With investors losing confidence in the sector as recessionary losses on real estate and commercial loans mount, analysts say the government may have to do more to prop up the largest banks.
But rather than opting for a sweeping takeover, the government may act more incrementally, demanding a little more control every time Bank of America or Citigroup seeks more capital, analysts said.
Major interventions in financial institutions, such as Bear Stearns 11 months ago, American International Group in September and a second-round investment in Citigroup, occurred just after major drops in share prices made it clear they could not raise private capital.
The government "will try to do everything they can before they nationalize banks, but they may ultimately do it," said Lee Delaporte, director of research at Dreman Value Management, which has $10 billion under management.
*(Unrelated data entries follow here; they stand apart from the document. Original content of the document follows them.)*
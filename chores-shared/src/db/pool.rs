/// SQLite connection pool
///
/// Repositories borrow a connection per call and return it when the borrow
/// ends, whether the statement succeeded or not. There is no global handle;
/// the pool travels in the API state.
///
/// # Example
///
/// ```no_run
/// use chores_shared::db::pool::{create_pool, DatabaseConfig};
///
/// # async fn example() -> Result<(), sqlx::Error> {
/// let pool = create_pool(DatabaseConfig {
///     url: "sqlite://chores.db".to_string(),
///     ..Default::default()
/// })
/// .await?;
///
/// let (members,): (i64,) = sqlx::query_as("SELECT COUNT(*) FROM members")
///     .fetch_one(&pool)
///     .await?;
/// # Ok(())
/// # }
/// ```

use sqlx::sqlite::{SqliteConnectOptions, SqlitePool, SqlitePoolOptions};
use std::str::FromStr;
use std::time::Duration;
use tracing::{debug, info, warn};

/// Pool type shared by repositories and the API state
pub type DbPool = SqlitePool;

#[derive(Debug, Clone)]
pub struct DatabaseConfig {
    /// `sqlite://path/to/file.db` or `sqlite::memory:`
    pub url: String,

    pub max_connections: u32,
    pub min_connections: u32,

    /// How long a caller waits for a free connection
    pub acquire_timeout: Duration,

    /// `None` keeps idle connections open indefinitely
    pub idle_timeout: Option<Duration>,

    /// `None` never recycles a connection
    pub max_lifetime: Option<Duration>,

    /// Ping each connection as it leaves the pool
    pub test_before_acquire: bool,
}

impl Default for DatabaseConfig {
    fn default() -> Self {
        Self {
            url: "sqlite://chores.db".to_string(),
            max_connections: 10,
            min_connections: 1,
            acquire_timeout: Duration::from_secs(30),
            idle_timeout: Some(Duration::from_secs(600)),
            max_lifetime: Some(Duration::from_secs(1800)),
            test_before_acquire: true,
        }
    }
}

impl DatabaseConfig {
    /// A private in-memory database
    ///
    /// Each in-memory SQLite connection is a separate database, so the pool
    /// holds exactly one connection and never recycles it.
    pub fn in_memory() -> Self {
        Self {
            url: "sqlite::memory:".to_string(),
            max_connections: 1,
            min_connections: 1,
            acquire_timeout: Duration::from_secs(5),
            idle_timeout: None,
            max_lifetime: None,
            test_before_acquire: false,
        }
    }

    fn is_in_memory(&self) -> bool {
        self.url.contains(":memory:")
    }
}

/// Opens the pool and proves it answers
///
/// The database file is created if missing and foreign keys are enforced on
/// every connection. Fails on a malformed URL, an unopenable file, or a
/// failed `SELECT 1`.
pub async fn create_pool(config: DatabaseConfig) -> Result<DbPool, sqlx::Error> {
    let mut max_connections = config.max_connections;
    let mut min_connections = config.min_connections;
    if config.is_in_memory() && max_connections > 1 {
        warn!(
            requested = max_connections,
            "In-memory database pinned to a single connection"
        );
        max_connections = 1;
        min_connections = 1;
    }

    info!(
        max_connections,
        min_connections,
        acquire_timeout_ms = config.acquire_timeout.as_millis() as u64,
        "Opening SQLite pool"
    );

    let connect_options = SqliteConnectOptions::from_str(&config.url)?
        .create_if_missing(true)
        .foreign_keys(true);

    let pool = SqlitePoolOptions::new()
        .max_connections(max_connections)
        .min_connections(min_connections)
        .acquire_timeout(config.acquire_timeout)
        .idle_timeout(config.idle_timeout)
        .max_lifetime(config.max_lifetime)
        .test_before_acquire(config.test_before_acquire)
        .connect_with(connect_options)
        .await?;

    health_check(&pool).await?;

    info!(size = pool.size(), "SQLite pool ready");
    Ok(pool)
}

/// Round-trips `SELECT 1` through the pool
pub async fn health_check(pool: &DbPool) -> Result<(), sqlx::Error> {
    let (one,): (i64,) = sqlx::query_as("SELECT 1").fetch_one(pool).await?;

    if one != 1 {
        warn!(value = one, "SELECT 1 answered something else");
        return Err(sqlx::Error::Protocol(format!(
            "health check answered {}",
            one
        )));
    }

    debug!("Database answered health check");
    Ok(())
}

/// Snapshot of pool occupancy
#[derive(Debug, Clone, Copy, PartialEq, Eq)]
pub struct PoolStats {
    /// Open connections
    pub size: u32,
    pub idle: u32,
    pub in_use: u32,
}

pub fn get_pool_stats(pool: &DbPool) -> PoolStats {
    let size = pool.size();
    let idle = pool.num_idle() as u32;

    PoolStats {
        size,
        idle,
        in_use: size.saturating_sub(idle),
    }
}

/// Waits for borrowed connections to come back, then closes them all
pub async fn close_pool(pool: DbPool) {
    let stats = get_pool_stats(&pool);
    pool.close().await;
    info!(size = stats.size, "SQLite pool closed");
}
"The bank stocks are telling you nationalization is going to happen," Delaporte added.
Thus far, the Treasury has put up about $235 billion for banks largely by purchasing only preferred shares to avoid diluting common shareholders. Under Geithner's revamp, those injections could come in the form of shares that could be converted to common equity if necessary.
The lack of detail in Geithner's bank plan, particularly about a $500 billion to $1 trillion public-private fund to soak up toxic assets, has fueled investor concerns that bank takeovers could become an option. Geithner did not specify how much money would be earmarked for bank capital injections under the plan, which mapped out how the second $350 billion of the $700 billion bailout fund would be spent.
Geithner has devoted $50 billion to modify troubled mortgages and $100 billion to support a $1 trillion Federal Reserve asset-backed securities lending facility aimed at unblocking frozen consumer credit markets.
Lawmakers have pressed Geithner on whether and when he will return to seek more funding to shore up the banking system. Geithner told Congress on February 11 that as the "design elements" of his plan were fleshed out, he would have a better handle on the ultimate risks and costs for the program.